───── GIVEN DATA ─────

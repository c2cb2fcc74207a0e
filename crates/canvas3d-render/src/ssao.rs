//! Sample sets for screen-space ambient occlusion.

use crate::rng::SimpleRng;
use glam::Vec3;

/// Edge length of the tiled rotation-noise texture.
pub const NOISE_SIZE: u32 = 4;

/// Hemisphere offsets around +Z, packed as `vec4` with `w = 0`.
///
/// Samples are denser near the origin: sample `i` of `n` is scaled by
/// `lerp(0.1, 1.0, (i / n)^2)`.
pub fn kernel(size: usize, rng: &mut SimpleRng) -> Vec<[f32; 4]> {
    (0..size)
        .map(|i| {
            let direction = Vec3::new(rng.next_signed(), rng.next_signed(), rng.next_unit())
                .try_normalize()
                .unwrap_or(Vec3::Z);
            let t = i as f32 / size as f32;
            let scale = 0.1 + 0.9 * t * t;
            let v = direction * rng.next_unit() * scale;
            [v.x, v.y, v.z, 0.0]
        })
        .collect()
}

/// Random rotations about +Z for a `NOISE_SIZE`² tile, row-major RGBA.
pub fn noise(rng: &mut SimpleRng) -> Vec<[f32; 4]> {
    (0..NOISE_SIZE * NOISE_SIZE)
        .map(|_| [rng.next_signed(), rng.next_signed(), 0.0, 0.0])
        .collect()
}

#[cfg(test)]
mod tests {
    use super::*;

    #[test]
    fn test_kernel_in_hemisphere() {
        let mut rng = SimpleRng::new(42);
        let kernel = kernel(32, &mut rng);
        assert_eq!(kernel.len(), 32);
        for s in &kernel {
            let v = Vec3::new(s[0], s[1], s[2]);
            assert!(v.z >= 0.0);
            assert!(v.length() <= 1.0 + 1e-6);
            assert_eq!(s[3], 0.0);
        }
    }

    #[test]
    fn test_kernel_grows_outward() {
        let mut rng = SimpleRng::new(3);
        let kernel = kernel(64, &mut rng);
        let head = Vec3::from_slice(&kernel[0][..3]).length();
        assert!(head <= 0.1 + 1e-6);
    }

    #[test]
    fn test_noise_lies_in_plane() {
        let mut rng = SimpleRng::new(9);
        let noise = noise(&mut rng);
        assert_eq!(noise.len(), (NOISE_SIZE * NOISE_SIZE) as usize);
        assert!(noise.iter().all(|n| n[2] == 0.0));
    }
}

─────

ABOUT THIS EXERCISE
Please copy every line of the data that carries the string "head".

PROBLEM SOLUTION
        let head = Vec3::from_slice(&kernel[0][..3]).length();
        assert!(head <= 0.1 + 1e-6);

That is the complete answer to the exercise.